# renegade oil change question



## CamoBrute152 (Nov 13, 2010)

anyone no of a cheaper oil filter i can buy like from walmart? i really dont wanna buy a stock one, an i wanna switch from royal purple oil to something else, or should i stay with royal purple an just not change it as often? also how about the tranny oil?? change that often? or give it a few rides. an jus so yall know, i ride deep water.. thanks:33::thinking::rev1:


----------



## JPs300 (Mar 23, 2011)

Stock filter is $15, that I know of it's pretty much the only one available. 

Personally, I use the BRP oil change kits from my dealer. They're less than $50 for 3 qrts of quality oil, the filter, and all new o-rings/gaskets. That way I know I get what I pay for & won't have any warranty issues(if ever needed). 

Personally, I won't use Royal Purple in anything. Too many of their claims have been proven false by independant studies; they infact lost a law suit from BP a couple years ago & had to remove several claims from the bottles(better mpg/better protection both found "unsubstanciated"). 

If I were to run anything besides the BRP stuff I would use Amsoil. 

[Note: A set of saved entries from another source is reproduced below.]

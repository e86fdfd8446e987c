//! Fiscal transactions on a [`Device`] session.
//!
//! A receipt is registered as one envelope: open, lines, payments, close. The
//! session marks itself `need_cancel` right after the device accepts the open
//! and clears it only after the close, so any early exit in between leaves the
//! cancel to teardown. Every fiscal document is then confirmed by polling the
//! device within the configured closing timeout.

use crate::kkm::config::SLEEP_QUANTUM;
use crate::kkm::details::{
    CashDetails, CloseDetails, CustomerDetails, OperatorDetails, PrintableText, ReceiptDetails,
};
use crate::kkm::device::Device;
use crate::kkm::driver::{tags, Command, DataType, Param, ReportType};
use crate::kkm::error::{KkmError, Result, CHECKING_ERROR};
use crate::kkm::result::OperationResult;
use crate::kkm::types::{PaymentType, ReceiptType, ShiftState, TextPosition};
use tracing::{debug, warn};

const SELL_LABEL: &str = "SALE";
const SELL_RETURN_LABEL: &str = "SALE RETURN";

/// Prefix of the user attribute value carrying the customer account.
const ACCOUNT_VALUE_PREFIX: &str = "  ";
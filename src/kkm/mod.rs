//! Fiscal device sessions.
//!
//! - [`connparams`]: connection descriptors and the learned-device registry
//! - [`device`]: one session per request, queries and non-fiscal prints
//! - [`transaction`]: receipts, cash documents, shift closing, confirmation
//! - [`result`]: per-operation results and their merge into one JSON answer
//! - [`driver`] / [`emulator`]: the driver seam and its in-memory backend

pub mod config;
pub mod connparams;
pub mod details;
pub mod device;
pub mod driver;
pub mod emulator;
pub mod error;
pub mod layout;
pub mod result;
pub mod transaction;
pub mod types;

pub use config::KkmConfig;
pub use connparams::{ConnParams, KnownConnParams};
pub use device::Device;
pub use error::{KkmError, Result};
pub use result::{merge, merge_all, OperationResult};
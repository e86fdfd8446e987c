//! Clap derive structures and dispatch for `kkmop`.
//!
//! Every command prints exactly one JSON object on stdout. Logs go to stderr
//! and the rolling log file.

use std::io::Read;
use std::path::PathBuf;
use std::sync::Arc;

use anyhow::{bail, Context};
use clap::{Args, Parser, Subcommand};
use serde_json::{json, Map, Value};
use tracing::{debug, warn};

use kkm_gateway::handler::{Handler, Method, Request};
use kkm_gateway::kkm::driver::DriverFactory;
use kkm_gateway::kkm::emulator::EmulatedDevice;
use kkm_gateway::kkm::result::{MESSAGE_KEY, OK, SUCCESS_KEY};
use kkm_gateway::kkm::{merge_all, KkmConfig, OperationResult};
use kkm_gateway::{about_info, ports};

// ── Top-Level CLI ────────────────────────────────────────────────────

/// kkmop -- fiscal register operations from the command line
#[derive(Debug, Parser)]
#[command(
    name = "kkmop",
    version,
    about = "Operate fiscal cash registers (KKM) from the command line",
    long_about = "Learns device connection parameters, registers receipts and cash\n\
        documents, closes shifts and prints reports. Each command prints one\n\
        JSON object; the exit status is 0 only when it reports success.",
    propagate_version = true,
    subcommand_required = true,
    arg_required_else_help = true
)]
pub struct Cli {
    #[command(flatten)]
    pub global: GlobalOpts,

    #[command(subcommand)]
    pub command: Command,
}

// ── Global Options ───────────────────────────────────────────────────

#[derive(Debug, Args)]
pub struct GlobalOpts {
    /// Configuration file (JSON)
    #[arg(long, env = "KKM_CONFIG", global = true)]
    pub config: Option<PathBuf>,

    /// Log filter, e.g. `debug` or `info,kkm_gateway=trace` (overrides RUST_LOG)
    #[arg(long, global = true)]
    pub log_level: Option<String>,

    /// Emit logs as JSON lines
    #[arg(long, global = true)]
    pub log_json: bool,

    /// Serial number reported by the bundled emulator
    #[arg(
        long,
        env = "KKM_EMULATE_SERIAL",
        default_value = "00106700000001",
        global = true
    )]
    pub emulate_serial: String,
}

// ── Commands ─────────────────────────────────────────────────────────

#[derive(Debug, Args)]
pub struct SerialArg {
    /// Serial number of a learned device
    pub serial: String,
}

#[derive(Debug, Args)]
pub struct PayloadArgs {
    /// Serial number of a learned device
    pub serial: String,

    /// Details as a JSON object, or `-` to read it from stdin
    pub payload: String,
}

#[derive(Debug, Subcommand)]
pub enum Command {
    /// Probe connection descriptors (e.g. `com,3` or `com,/dev/ttyUSB0,115200`)
    /// and remember each device under its serial number
    Learn {
        #[arg(required = true)]
        descriptors: Vec<String>,
    },

    #[command(flatten)]
    Device(DeviceCommand),

    /// List serial ports with a suggested descriptor
    Ports,

    /// Print the effective configuration
    ShowConfig,

    /// Print version and build information
    Version,
}

/// Commands that run one session against a learned device.
#[derive(Debug, Subcommand)]
pub enum DeviceCommand {
    /// Device status only
    BaseStatus(SerialArg),

    /// Status, shift, receipt, cash, OFD exchange, last documents and errors
    Status(SerialArg),

    /// Everything `status` reports plus storage, registration and versions
    FullStatus(SerialArg),

    /// Cash drawer statistics
    CashStat(SerialArg),

    /// Print the demo report
    DemoPrint(SerialArg),

    /// Print the device information report
    Info(SerialArg),

    /// Print the fiscal storage registrations report
    FnRegs(SerialArg),

    /// Print the OFD exchange status report
    OfdStatus(SerialArg),

    /// Print the OFD connection test
    OfdTest(SerialArg),

    /// Print the unsent shift close reports
    ShiftReports(SerialArg),

    /// Reprint the last document
    LastDocument(SerialArg),

    /// Print a non-fiscal document
    PrintDoc(PayloadArgs),

    /// Register a sale receipt
    Sell(PayloadArgs),

    /// Register a sale return receipt
    SellReturn(PayloadArgs),

    /// Register a cash income
    CashIn(PayloadArgs),

    /// Register a cash outcome
    CashOut(PayloadArgs),

    /// Print an X report
    ReportX(SerialArg),

    /// Close the shift (Z report)
    #[command(alias = "report-z")]
    CloseShift(SerialArg),

    /// Cancel any open receipt, withdraw the drawer and close the shift
    ResetState(SerialArg),
}

impl DeviceCommand {
    /// Build the request. Payloads are read here, so `-` consumes stdin.
    fn into_request(self, config: &KkmConfig) -> anyhow::Result<Request> {
        let request = match self {
            Self::BaseStatus(a) => device(Method::Get, "base-status", a),
            Self::Status(a) => device(Method::Get, "status", a),
            Self::FullStatus(a) => device(Method::Get, "full-status", a),
            Self::CashStat(a) => device(Method::Get, "cash-stat", a),

            Self::DemoPrint(a) => device(Method::Post, "print-demo", a),
            Self::Info(a) => device(Method::Post, "print-info", a),
            Self::FnRegs(a) => device(Method::Post, "print-fn-registrations", a),
            Self::OfdStatus(a) => device(Method::Post, "print-ofd-exchange-status", a),
            Self::OfdTest(a) => device(Method::Post, "print-ofd-test", a),
            Self::ShiftReports(a) => device(Method::Post, "print-close-shift-reports", a),
            Self::LastDocument(a) => device(Method::Post, "print-last-document", a),

            Self::PrintDoc(a) => with_payload("print-non-fiscal-doc", a)?,
            Self::Sell(a) => with_payload("sell", a)?,
            Self::SellReturn(a) => with_payload("sell-return", a)?,
            Self::CashIn(a) => with_payload("cash-in", a)?,
            Self::CashOut(a) => with_payload("cash-out", a)?,

            Self::ReportX(a) => shift(config, "report-x", a, false, false),
            Self::CloseShift(a) => shift(config, "close-shift", a, true, false),
            Self::ResetState(a) => shift(config, "reset-state", a, true, true),
        };
        Ok(request)
    }
}

// ── Dispatch ─────────────────────────────────────────────────────────

/// Run one command. Returns the JSON answer; `Err` only for failures that
/// happen before any device is touched (bad config, unreadable payload).
pub fn run(cli: Cli) -> anyhow::Result<Map<String, Value>> {
    let Cli { global, command } = cli;
    match command {
        Command::Ports => {
            let ports = ports::list_ports().map_err(anyhow::Error::msg)?;
            let mut json = ok_object();
            json.insert("ports".into(), serde_json::to_value(ports)?);
            Ok(json)
        }
        Command::Version => {
            let mut json = ok_object();
            if let Value::Object(about) = about_info() {
                json.extend(about);
            }
            Ok(json)
        }
        Command::ShowConfig => {
            let config = load_config(&global)?;
            let mut json = ok_object();
            json.insert("config".into(), serde_json::to_value(&config)?);
            Ok(json)
        }
        Command::Learn { descriptors } => {
            let handler = build_handler(&global)?;
            Ok(learn(&handler, &descriptors))
        }
        Command::Device(command) => {
            let handler = build_handler(&global)?;
            debug!(command = ?command, "dispatching command");
            let request = command.into_request(handler.config())?;
            match handler.handle(&request).body {
                Value::Object(json) => Ok(json),
                other => bail!("Unexpected response body: {other}"),
            }
        }
    }
}

fn load_config(global: &GlobalOpts) -> anyhow::Result<KkmConfig> {
    KkmConfig::resolve(global.config.as_deref()).context("Failed to load config")
}

fn build_handler(global: &GlobalOpts) -> anyhow::Result<Handler> {
    let config = load_config(global)?;
    let factory = driver_factory(&config, global)?;
    Ok(Handler::new(Arc::new(config), factory))
}

fn ok_object() -> Map<String, Value> {
    let mut json = Map::new();
    json.insert(SUCCESS_KEY.into(), Value::Bool(true));
    json.insert(MESSAGE_KEY.into(), Value::String(OK.into()));
    json
}

fn driver_factory(config: &KkmConfig, global: &GlobalOpts) -> anyhow::Result<DriverFactory> {
    match config.driver.as_str() {
        "emulator" => Ok(EmulatedDevice::new(&global.emulate_serial).factory()),
        other => bail!("Unsupported driver '{other}'"),
    }
}

fn learn(handler: &Handler, descriptors: &[String]) -> Map<String, Value> {
    let results: Vec<OperationResult> = descriptors
        .iter()
        .enumerate()
        .map(|(i, descriptor)| {
            let prefix = format!("PP [{}]: ", i + 1);
            handler
                .learn_descriptor(descriptor, prefix.clone())
                .unwrap_or_else(|e| {
                    warn!("{}Learning '{}' failed: {}", prefix, descriptor, e);
                    OperationResult::from(&e)
                })
        })
        .collect();
    merge_all(&results)
}

fn device(method: Method, action: &str, arg: SerialArg) -> Request {
    Request::new(method, format!("kkm/{action}")).serial(arg.serial)
}

fn with_payload(action: &str, args: PayloadArgs) -> anyhow::Result<Request> {
    let raw = if args.payload == "-" {
        let mut buf = String::new();
        std::io::stdin()
            .read_to_string(&mut buf)
            .context("Failed to read payload from stdin")?;
        buf
    } else {
        args.payload
    };
    let details: Value = serde_json::from_str(&raw).context("Payload is not valid JSON")?;
    Ok(Request::new(Method::Post, format!("kkm/{action}"))
        .serial(args.serial)
        .details(details))
}

/// Shift commands run as the operator configured for the command line.
fn shift(config: &KkmConfig, action: &str, arg: SerialArg, close_shift: bool, cash_out: bool) -> Request {
    let operator = &config.cli_operator;
    let mut identity = json!({ "name": operator.name });
    if !operator.inn.is_empty() {
        identity["inn"] = Value::String(operator.inn.clone());
    }
    device(Method::Post, action, arg).details(json!({
        "operator": identity,
        "closeShift": close_shift,
        "cashOut": cash_out,
    }))
}

#[cfg(test)]
mod tests {
    use super::*;
    use clap::CommandFactory;

    #[test]
    fn test_cli_definition_is_valid() {
        Cli::command().debug_assert();
    }

    #[test]
    fn test_report_z_is_close_shift() {
        let cli = Cli::try_parse_from(["kkmop", "report-z", "00106700000001"]).unwrap();
        assert!(matches!(
            cli.command,
            Command::Device(DeviceCommand::CloseShift(_))
        ));
    }

    #[test]
    fn test_learn_requires_descriptor() {
        assert!(Cli::try_parse_from(["kkmop", "learn"]).is_err());
        let cli = Cli::try_parse_from(["kkmop", "learn", "com,3", "com,4"]).unwrap();
        match cli.command {
            Command::Learn { descriptors } => assert_eq!(descriptors, ["com,3", "com,4"]),
            other => panic!("unexpected {other:?}"),
        }
    }

    #[test]
    fn test_shift_details_use_cli_operator() {
        let mut config = KkmConfig::default();
        config.cli_operator.name = "Night Shift".into();
        let request = shift(
            &config,
            "reset-state",
            SerialArg {
                serial: "00106700000001".into(),
            },
            true,
            true,
        );
        assert_eq!(request.path, "kkm/reset-state");
        assert_eq!(request.details["operator"], json!({ "name": "Night Shift" }));
        assert_eq!(request.details["closeShift"], true);
        assert_eq!(request.details["cashOut"], true);
    }

    #[test]
    fn test_version_runs_without_config() {
        let cli = Cli::try_parse_from(["kkmop", "--config", "/nonexistent/kkm.json", "version"])
            .unwrap();
        let json = run(cli).unwrap();
        assert_eq!(json[SUCCESS_KEY], true);
        assert_eq!(json["name"], "kkm-gateway");

        let cli = Cli::try_parse_from(["kkmop", "--config", "/nonexistent/kkm.json", "show-config"])
            .unwrap();
        let err = run(cli).unwrap_err();
        assert_eq!(err.to_string(), "Failed to load config");
    }

    #[test]
    fn test_device_commands_map_to_requests() {
        let config = KkmConfig::default();
        let cli = Cli::try_parse_from(["kkmop", "report-x", "00106700000001"]).unwrap();
        let Command::Device(command) = cli.command else {
            panic!("report-x is a device command");
        };
        let request = command.into_request(&config).unwrap();
        assert_eq!(request.method, Method::Post);
        assert_eq!(request.path, "kkm/report-x");
        assert_eq!(request.serial.as_deref(), Some("00106700000001"));
        assert_eq!(request.details["closeShift"], false);

        let cli = Cli::try_parse_from(["kkmop", "cash-stat", "00106700000001"]).unwrap();
        let Command::Device(command) = cli.command else {
            panic!("cash-stat is a device command");
        };
        let request = command.into_request(&config).unwrap();
        assert_eq!(request.method, Method::Get);
        assert_eq!(request.path, "kkm/cash-stat");
    }

    #[test]
    fn test_unknown_driver_is_rejected() {
        let config = KkmConfig {
            driver: "atol".into(),
            ..KkmConfig::default()
        };
        let global = GlobalOpts {
            config: None,
            log_level: None,
            log_json: false,
            emulate_serial: "1".into(),
        };
        let err = driver_factory(&config, &global).err().unwrap();
        assert_eq!(err.to_string(), "Unsupported driver 'atol'");
    }
}
//! KKM gateway
//!
//! Drives fiscal cash registers (KKM) through a driver seam: learns
//! connection descriptors, runs one device session per request, registers
//! receipts and cash documents, closes shifts and prints reports. Every
//! operation answers with a single merged JSON object.
//!
//! - [`kkm`]: device sessions, transactions, details parsing and results
//! - [`handler`]: request dispatch and the learned-device registry
//! - [`ports`]: serial port discovery
//! - [`diagnostics`]: build information and log housekeeping

use tracing::info;
use tracing_subscriber::{fmt, layer::SubscriberExt, util::SubscriberInitExt, EnvFilter};

pub mod diagnostics;
pub mod handler;
pub mod kkm;
pub mod ports;

pub use diagnostics::about_info;

const DEFAULT_FILTER: &str = "info,kkm_gateway=debug";

/// Install the global subscriber: a console layer on stderr plus a daily
/// rolling file under [`diagnostics::log_dir`].
///
/// `level` takes precedence over `RUST_LOG`. With `json` both layers emit
/// one JSON object per event.
pub fn init_logging(level: Option<&str>, json: bool) -> Result<(), String> {
    let env_filter = match level {
        Some(level) => EnvFilter::try_new(level).map_err(|e| format!("Invalid log filter: {e}"))?,
        None => EnvFilter::try_from_default_env().unwrap_or_else(|_| EnvFilter::new(DEFAULT_FILTER)),
    };

    diagnostics::prune_old_logs();

    let log_dir = diagnostics::log_dir();
    let _ = std::fs::create_dir_all(&log_dir);
    let file_appender =
        tracing_appender::rolling::daily(&log_dir, diagnostics::LOG_FILE_PREFIX);
    let (non_blocking, _guard) = tracing_appender::non_blocking(file_appender);

    // stdout is reserved for the JSON answer
    let (file_plain, file_json, console_plain, console_json) = if json {
        (
            None,
            Some(fmt::layer().json().with_writer(non_blocking).with_target(true)),
            None,
            Some(fmt::layer().json().with_writer(std::io::stderr).with_target(true)),
        )
    } else {
        (
            Some(
                fmt::layer()
                    .with_writer(non_blocking)
                    .with_ansi(false)
                    .with_target(true),
            ),
            None,
            Some(fmt::layer().with_writer(std::io::stderr).with_target(true)),
            None,
        )
    };

    tracing_subscriber::registry()
        .with(env_filter)
        .with(console_plain)
        .with(console_json)
        .with(file_plain)
        .with(file_json)
        .try_init()
        .map_err(|e| format!("Failed to install log subscriber: {e}"))?;

    // Keep the writer alive for the process lifetime
    std::mem::forget(_guard);

    info!(
        "KKM gateway v{} logging to {}",
        env!("CARGO_PKG_VERSION"),
        log_dir.display()
    );
    Ok(())
}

We ride in mud & deep water most every ride, I simply change mine per BRP's suggested. That interval is right-on to when you will start seeing the oil darken/dis-color, thus it's pretty spot-on.


----------



## KMKjr (Jan 9, 2009)

If you can swing the 15k for the Canned Ham, $15.00 ain't too much for a filter.....lol 

And no, even if Walmart sold them, unless it was a Wix, Fram, etc.. or some name brand.. I wouldn't touch it.


----------



## filthyredneck (Feb 10, 2010)

You can buy canam oil filters off ebay in bulk packages and save a decent bit of money (but i dont have a clue what chinese brand they'll send you). OR there are several sites that offer an adapter that allows you to use a spin on filter....the kits are pricey, but they come with several different options that allow you to use an oil cooler, have gauge ports, etc.


----------



## fstang24 (Jan 9, 2010)

I would stick with stock replacement filters, ther only $15 a pop, and dont go cheap on oil imo, thats what keeps the beast running...


----------



## CamoBrute152 (Nov 13, 2010)

found them on ebay 5 for $30 made by tusk, prolly gonna order them... what gear oil should i run in the diffs??


----------